Closed captioning information is encoded within the video signal. The text only becomes visible with the use of a decoder, which may be built into a television set or available as a set-top box. In general, an onscreen menu on newer televisions allows you to turn closed captioning on or off.
Video compression refers to reducing the quantity of data used to represent video images and is a straightforward combination of image compression and motion compensation. Video Compression algorithms take advantage of the fact that there is minimal difference from "one" frame to the next. The first frame is encoded and then the sequence of differences between frames. This is also known as "inter-frame" coding. For DVDs, the original video is compressed and rendered in the MPEG-2 format that is the industry standard.
MPEG stands for "Motion Picture Experts Group", which is named after the standards committee that established the compression algorithm. MPEG-2 is the standard compression technology used for DVD video. Video must be highly compressed so longer programs can fit on a single disc. The longer the program, the greater the amount of compression required to fit the material on a disc. Higher compression rates result in poorer video quality. At Imperial Media we always use the optimal compression rate to provide the highest quality end product.
If the picture on your screen appears squished, you are watching an anamorphic picture intended for display only on a widescreen TV. You need to go into the player's setup menu and tell it you have a standard 4:3 TV, not a widescreen 16:9 TV. It will then automatically letterbox the picture so you can see the full width at the proper proportions. Some discs are labeled with widescreen on one side and standard on the other. In order to watch the full-screen version you must flip the disc over.
Most DVD-Video discs contain Dolby Digital soundtracks. However, it's not required. Some discs, especially those containing only audio, have PCM tracks. Don't assume that the Dolby Digital label is a guarantee of 5.1 channels. A Dolby Digital soundtrack can be mono, dual mono, stereo, Dolby Surround stereo, etc.

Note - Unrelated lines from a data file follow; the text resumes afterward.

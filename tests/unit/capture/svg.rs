use chrono::NaiveDate;

use super::*;
use crate::assets::logo::LogoAsset;
use crate::card::content::TicketContent;
use crate::card::dom::CardDom;
use crate::card::layout::layout_card;
use crate::foundation::config::PageContext;

fn dom() -> CardDom {
    CardDom::build(
        &TicketContent::issued("DR-<&>", "300", None),
        &PageContext::default(),
        NaiveDate::from_ymd_opt(2026, 3, 5).unwrap(),
    )
    .unwrap()
}

#[test]
fn markup_is_centered_and_sized_to_content() {
    let layout = layout_card(&dom());
    let svg = to_svg(&layout, 330.0, Rgb8::WHITE);

    let h = layout.content_height.ceil();
    assert!(svg.starts_with("<svg "));
    assert!(svg.contains(&format!(r#"width="330" height="{h}""#)));
    assert!(svg.contains(r#"<g transform="translate(5 0)">"#));
    assert!(svg.ends_with("</g></svg>"));
}

#[test]
fn text_is_escaped() {
    let svg = to_svg(&layout_card(&dom()), 330.0, Rgb8::WHITE);
    assert!(svg.contains("Ticket ID: DR-&lt;&amp;&gt;"));
    assert!(!svg.contains("DR-<&>"));
}

#[test]
fn unresolved_logo_is_not_emitted_until_embedded() {
    let mut dom = dom();
    let svg = to_svg(&layout_card(&dom), 330.0, Rgb8::WHITE);
    assert!(!svg.contains("<image"));

    dom.set_logo(&LogoAsset::fallback());
    let svg = to_svg(&layout_card(&dom), 330.0, Rgb8::WHITE);
    assert!(svg.contains(r#"xlink:href="data:image/png;base64,"#));
}

#[test]
fn font_lists_quote_named_families_only() {
    assert_eq!(
        svg_font_family("Arial, Roboto, sans-serif"),
        "'Arial', 'Roboto', sans-serif"
    );
    assert_eq!(svg_font_family("\"Playfair Display\""), "'Playfair Display'");
    assert_eq!(escape_xml("a'b\"c"), "a&apos;b&quot;c");
}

A hybrid DVD is a broad category that encompasses all of the following:
In some DVDs released by the major studios today, there may be both a full-screen and widescreen version of the movie on the same disc. Full-screen has an aspect ratio of 4:3 and widescreen has an aspect ration of 16:9. Letterbox means the video is presented in its theatrical aspect ratio, which is wider than standard or widescreen TV. Black bars, called mattes, are used to cover the gaps at the top and bottom. DVD was designed to make movies look as good as possible on TV. Since most movies are wider than standard TVs, letterboxing preserves the format of the theatrical presentation. (Nobody seems to complain that the top and bottom of the picture are cut off in theaters.) DVD is ready for TVs of the future, which are widescreen. For these and other reasons, many movies on DVD are only available in widescreen format.
DVD includes parental management features for blocking playback and for providing multiple versions of a movie on a single disc. Players (including software players on PCs) can be set to a specific parental level using the onscreen settings. If a disc with a rating above that level is put in the player, it won't play. In some cases, different programs on the disc have different ratings. The level setting can be protected with a password.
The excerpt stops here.